摘要:Abstract
Background
MicroRNA-101 (miR-101) is a tumor suppressor microRNA (miRNA) and its loss is associated with the occurrence and progression of various diseases. However, the biological function and target of miR-101 in the pathogenesis of hypertrophic scars (HS) remains unknown.
Methods
We harvested HS and paired normal skin (NS) tissue samples from patients and cultured their fibroblasts (HSF and NSF, respectively). We used quantitative reverse transcriptase polymerase chain reaction (qRT-PCR), fluorescence
in situ hybridization (FISH), enzyme-linked immunosorbent assays (ELISA) and Western blot analyses to measure mRNA levels and protein expression of miR-101, enhancer of zeste homolog 2 (EZH2), collagen 1 and 3 (Col1 and Col3) and α-smooth muscle actin (α-SMA) in different
in vitro conditions.
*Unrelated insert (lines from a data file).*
//! Initial-ensemble generation.

use nalgebra::DVector;
use tracing::debug;

use sift_core::{Ensemble, State, ValidationError};
use sift_math::{init_stream, NoiseModel};

use crate::error::EngineError;

/// Parameters for drawing one initial ensemble.
#[derive(Clone, Debug)]
pub struct InitParams {
    /// Experiment name stamped on every member.
    pub name: String,
    /// Base seed of the run.
    pub seed: u64,
    /// Ensemble size `N`.
    pub members: usize,
    /// State dimension `k`.
    pub state_dim: usize,
    /// Initial mean `x0`, length `k`.
    pub mean: Vec<f64>,
    /// Per-component initial variances `V0`, length `k`.
    pub variance: Vec<f64>,
}

fn validate(params: &InitParams) -> Result<(), EngineError> {
    if params.name.is_empty() {
        return Err(ValidationError::EmptyName.into());
    }
    if params.members == 0 {
        return Err(ValidationError::ZeroDimension { field: "N" }.into());
    }
    if params.state_dim == 0 {
        return Err(ValidationError::ZeroDimension { field: "k" }.into());
    }
    if params.mean.len() != params.state_dim {
        return Err(ValidationError::ParameterSize {
            field: "x0",
            expected: params.state_dim,
            found: params.mean.len(),
        }
        .into());
    }
    if params.variance.len() != params.state_dim {
        return Err(ValidationError::ParameterSize {
            field: "V0",
            expected: params.state_dim,
            found: params.variance.len(),
        }
        .into());
    }
    Ok(())
}

/// Draw an initial ensemble of `N` members around `x0` with diagonal
/// covariance `V0`.
///
/// Member `i` gets id `i` and `sys_tim == obs_tim == 0`. The whole
/// ensemble comes from one stream derived from the base seed, so the
/// same parameters always reproduce the same ensemble.
///
/// # Errors
///
/// [`EngineError::Validation`] for bad parameters.
pub fn draw(params: &InitParams) -> Result<Ensemble, EngineError> {
    validate(params)?;

    let spread = NoiseModel::Diagonal(DVector::from_column_slice(&params.variance));
    let mut rng = init_stream(params.seed);
    let w = spread.sample(params.state_dim, params.members, &mut rng);

    debug!(members = params.members, state_dim = params.state_dim, "drawing initial ensemble");
    let members = (0..params.members)
        .map(|i| State {
            name: params.name.clone(),
            id: i as i64,
            sys_tim: 0,
            obs_tim: 0,
            x: w
                .column(i)
                .iter()
                .zip(&params.mean)
                .map(|(noise, mean)| mean + noise)
                .collect(),
        })
        .collect();

    Ok(Ensemble::from_members(members)?)
}
//! Error types for persistence and filename handling.

use std::fmt;
use std::io;
use std::path::PathBuf;

/// Errors reading, writing, or naming record files.
#[derive(Debug)]
pub enum IoError {
    /// The file does not exist.
    NotFound {
        /// The missing path.
        path: PathBuf,
    },
    /// The path exists but is not a regular file.
    NotAFile {
        /// The offending path.
        path: PathBuf,
    },
    /// An underlying I/O operation failed.
    Io {
        /// The path being read or written.
        path: PathBuf,
        /// The OS-level error.
        source: io::Error,
    },
    /// The file is not valid JSON, or its top level is not an object.
    Parse {
        /// The offending file.
        path: PathBuf,
        /// Parser detail.
        detail: String,
    },
    /// Merged parameter files do not deserialize into the expected schema.
    InvalidParams {
        /// Deserializer detail.
        detail: String,
    },
    /// Refusing to overwrite an existing file without `--force`.
    AlreadyExists {
        /// The existing file.
        path: PathBuf,
    },
    /// A sequence pattern matched no file at all.
    NoMatch {
        /// The pattern as given.
        pattern: String,
    },
    /// A sequence pattern carries more than one placeholder.
    BadPattern {
        /// The pattern as given.
        pattern: String,
        /// How many placeholders were found.
        placeholders: usize,
    },
}

impl fmt::Display for IoError {
    fn fmt(&self, f: &mut fmt::Formatter<'_>) -> fmt::Result {
        match self {
            Self::NotFound { path } => write!(f, "{} not exists", path.display()),
            Self::NotAFile { path } => {
                write!(f, "{} is not a regular file", path.display())
            }
            Self::Io { path, source } => write!(f, "{}: {source}", path.display()),
            Self::Parse { path, detail } => write!(f, "{}: {detail}", path.display()),
            Self::InvalidParams { detail } => {
                write!(f, "invalid parameter file: {detail}")
            }
            Self::AlreadyExists { path } => {
                write!(f, "{} already exists", path.display())
            }
            Self::NoMatch { pattern } => {
                write!(f, "{pattern} does not match to any file")
            }
            Self::BadPattern {
                pattern,
                placeholders,
            } => {
                write!(
                    f,
                    "{pattern}: only 1 placeholder allowed but found {placeholders}"
                )
            }
        }
    }
}

impl std::error::Error for IoError {
    fn source(&self) -> Option<&(dyn std::error::Error + 'static)> {
        match self {
            Self::Io { source, .. } => Some(source),
            _ => None,
        }
    }
}
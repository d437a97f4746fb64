//! Anomaly and sample-covariance computation on ensemble matrices.
//!
//! An ensemble matrix stores one member state per column; the anomaly
//! matrix is the ensemble with its per-row (per-component) mean removed.

use nalgebra::DMatrix;

/// Subtract the row-wise mean from every column of `m`.
///
/// The result has a zero row-wise mean by construction.
pub fn mean_anomaly(m: &DMatrix<f64>) -> DMatrix<f64> {
    let mean = m.column_mean();
    let mut out = m.clone();
    for mut col in out.column_iter_mut() {
        col -= &mean;
    }
    out
}

/// Unbiased sample covariance `(1/(N-1)) · A · Aᵀ` of the columns of `m`.
///
/// `N` is the column count. Requires `N > 1`; the estimator is
/// undefined for a single column and callers guarantee the bound.
pub fn sample_covariance(m: &DMatrix<f64>) -> DMatrix<f64> {
    let a = mean_anomaly(m);
    let scale = 1.0 / (m.ncols() as f64 - 1.0);
    scale * &a * a.transpose()
}

#[cfg(test)]
mod tests {
    use super::*;
    use proptest::prelude::*;

    #[test]
    fn anomaly_of_known_matrix() {
        // Rows have means 2 and 5.
        let m = DMatrix::from_row_slice(2, 3, &[1.0, 2.0, 3.0, 4.0, 5.0, 6.0]);
        let a = mean_anomaly(&m);
        let expected = DMatrix::from_row_slice(2, 3, &[-1.0, 0.0, 1.0, -1.0, 0.0, 1.0]);
        assert_eq!(a, expected);
    }

    #[test]
    fn covariance_of_perfectly_correlated_columns() {
        // Second row is twice the first, so cov = [[v, 2v], [2v, 4v]].
        let m = DMatrix::from_row_slice(2, 3, &[1.0, 2.0, 3.0, 2.0, 4.0, 6.0]);
        let v = sample_covariance(&m);
        assert!((v[(0, 0)] - 1.0).abs() < 1e-12);
        assert!((v[(0, 1)] - 2.0).abs() < 1e-12);
        assert!((v[(1, 0)] - 2.0).abs() < 1e-12);
        assert!((v[(1, 1)] - 4.0).abs() < 1e-12);
    }

    #[test]
    fn covariance_is_symmetric() {
        let m = DMatrix::from_row_slice(3, 4, &[0.3, -1.2, 4.0, 2.2, 9.1, 0.0, -3.3, 1.0, 5.5, 2.0, 2.0, -7.0]);
        let v = sample_covariance(&m);
        for i in 0..3 {
            for j in 0..3 {
                assert!((v[(i, j)] - v[(j, i)]).abs() < 1e-12);
            }
        }
    }

    proptest! {
        #[test]
        fn anomaly_rows_have_zero_mean(
            rows in 1usize..6,
            cols in 2usize..8,
            seed_vals in proptest::collection::vec(-1.0e3f64..1.0e3, 48),
        ) {
            let m = DMatrix::from_fn(rows, cols, |r, c| seed_vals[(r * cols + c) % seed_vals.len()] + r as f64);
            let a = mean_anomaly(&m);
            for r in 0..rows {
                let row_mean: f64 = a.row(r).iter().sum::<f64>() / cols as f64;
                prop_assert!(row_mean.abs() < 1e-9);
            }
        }
    }
}
//! Twin-experiment observation generation.
//!
//! Integrates a single noise-free truth trajectory and records what the
//! observation operator would see at every step. The synthetic
//! observations feed the filter in place of real measurements.

use nalgebra::DVector;
use tracing::debug;

use sift_core::{Observation, ValidationError};
use sift_math::ObservationOperator;
use sift_model::{Model, Phase, StepContext};

use crate::error::EngineError;

/// Parameters for one observation-generation run.
#[derive(Clone, Debug)]
pub struct ObsgenParams {
    /// Experiment name stamped on every observation.
    pub name: String,
    /// Number of forward steps `t`; `t + 1` observations are produced,
    /// one per time `0..=t`.
    pub steps: usize,
    /// State dimension `k`.
    pub state_dim: usize,
    /// Observation dimension `l`.
    pub obs_dim: usize,
    /// True initial state, length `k`.
    pub truth: Vec<f64>,
    /// Observation operator `H`.
    pub operator: ObservationOperator,
}

fn validate(params: &ObsgenParams) -> Result<(), EngineError> {
    if params.name.is_empty() {
        return Err(ValidationError::EmptyName.into());
    }
    if params.steps == 0 {
        return Err(ValidationError::ZeroDimension { field: "t" }.into());
    }
    if params.state_dim == 0 {
        return Err(ValidationError::ZeroDimension { field: "k" }.into());
    }
    if params.obs_dim == 0 {
        return Err(ValidationError::ZeroDimension { field: "l" }.into());
    }
    if params.truth.len() != params.state_dim {
        return Err(ValidationError::ParameterSize {
            field: "x0",
            expected: params.state_dim,
            found: params.truth.len(),
        }
        .into());
    }
    Ok(())
}

/// Generate `steps + 1` observations of the model's truth trajectory.
///
/// At each time `t` in `0..=steps` the current truth state is mapped
/// through `H`, then the model advances it one step with a zero noise
/// vector. The trajectory itself is never persisted.
///
/// # Errors
///
/// [`EngineError::Validation`] for bad parameters,
/// [`EngineError::Model`] if any step fails — no partial observation
/// list is returned.
pub fn generate(
    params: &ObsgenParams,
    model: &mut dyn Model,
) -> Result<Vec<Observation>, EngineError> {
    validate(params)?;

    let h = params.operator.materialize(params.obs_dim, params.state_dim);
    let zeros = vec![0.0; params.state_dim];
    let mut truth = params.truth.clone();
    let mut observations = Vec::with_capacity(params.steps + 1);

    for t in 0..=params.steps as i64 {
        let x = DVector::from_column_slice(&truth);
        let y = &h * x;
        observations.push(Observation {
            name: params.name.clone(),
            obs_tim: t,
            y: y.iter().copied().collect(),
        });

        debug!(sys_tim = t, "advancing truth trajectory");
        let ctx = StepContext::new(0, t, Phase::Observe);
        model.predict(&mut truth, &zeros, &ctx)?;
    }

    Ok(observations)
}

#[cfg(test)]
mod tests {
    use super::*;
    use sift_test_utils::{FailingModel, RecordingModel, ShiftModel};

    fn params(steps: usize, operator: ObservationOperator) -> ObsgenParams {
        ObsgenParams {
            name: "twin".to_owned(),
            steps,
            state_dim: 2,
            obs_dim: 2,
            truth: vec![0.0, 10.0],
            operator,
        }
    }

    #[test]
    fn produces_one_observation_per_time_including_zero() {
        let mut model = ShiftModel::new(1.0);
        let obs = generate(&params(3, ObservationOperator::Identity), &mut model).unwrap();
        assert_eq!(obs.len(), 4);
        for (t, o) in obs.iter().enumerate() {
            assert_eq!(o.name, "twin");
            assert_eq!(o.obs_tim, t as i64);
            assert_eq!(o.y, vec![t as f64, 10.0 + t as f64]);
        }
    }

    #[test]
    fn observes_before_stepping() {
        // The first observation must be of the initial truth, untouched.
        let mut model = ShiftModel::new(100.0);
        let obs = generate(&params(1, ObservationOperator::Identity), &mut model).unwrap();
        assert_eq!(obs[0].y, vec![0.0, 10.0]);
    }

    #[test]
    fn truth_trajectory_runs_in_observe_phase_with_zero_noise() {
        let mut model = RecordingModel::new();
        generate(&params(2, ObservationOperator::Identity), &mut model).unwrap();
        assert_eq!(model.calls.len(), 3);
        for (t, call) in model.calls.iter().enumerate() {
            assert_eq!(call.ctx, StepContext::new(0, t as i64, Phase::Observe));
            assert_eq!(call.noise, vec![0.0, 0.0]);
        }
    }

    #[test]
    fn applies_the_observation_operator() {
        // Observe only the second component.
        let mut p = params(2, ObservationOperator::parse(&[0.0, 1.0], 1, 2).unwrap());
        p.obs_dim = 1;
        let mut model = ShiftModel::new(1.0);
        let obs = generate(&p, &mut model).unwrap();
        assert_eq!(obs[0].y, vec![10.0]);
        assert_eq!(obs[2].y, vec![12.0]);
    }

    #[test]
    fn model_failure_aborts_the_run() {
        let mut model = FailingModel::new(1);
        let err = generate(&params(5, ObservationOperator::Identity), &mut model).unwrap_err();
        assert!(matches!(err, EngineError::Model(_)));
    }

    #[test]
    fn rejects_truth_of_wrong_length() {
        let mut p = params(1, ObservationOperator::Identity);
        p.truth = vec![0.0];
        let mut model = ShiftModel::new(1.0);
        assert!(matches!(
            generate(&p, &mut model).unwrap_err(),
            EngineError::Validation(ValidationError::ParameterSize { field: "x0", .. })
        ));
    }

    #[test]
    fn rejects_zero_steps() {
        let mut model = ShiftModel::new(1.0);
        assert!(matches!(
            generate(&params(0, ObservationOperator::Identity), &mut model).unwrap_err(),
            EngineError::Validation(ValidationError::ZeroDimension { field: "t" })
        ));
    }
}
We also used RNA sequencing to evaluate the relevant signaling pathways and bioinformatics analysis and dual-luciferase reporter assays to predict miR-101 targets. We utilized a bleomycin-induced fibrosis mouse model in which we injected miR-101 mimics to evaluate collagen deposition
in vivo.
Results
We found low expression of miR-101 in HS and HSF compared to NS and NSF. Overexpressing miR-101 decreased Col1, Col3 and α-SMA expression in HSF. We detected high expression of EZH2 in HS and HSF. Knockdown of EZH2 decreased Col1, Col3 and α-SMA in HSF. Mechanistically, miR-101 targeted the 3′-untranslated region (3′UTR) of EZH2, as indicated by the decreased expression of EZH2. Overexpressing EZH2 rescued miR-101-induced collagen repression. MiR-101 mimics effectively suppressed collagen deposition in the bleomycin-induced fibrosis mouse model.
Conclusions
Our data reveal that miR-101 targets EZH2 in HS collagen production, providing new insight into the pathological mechanisms underlying HS formation.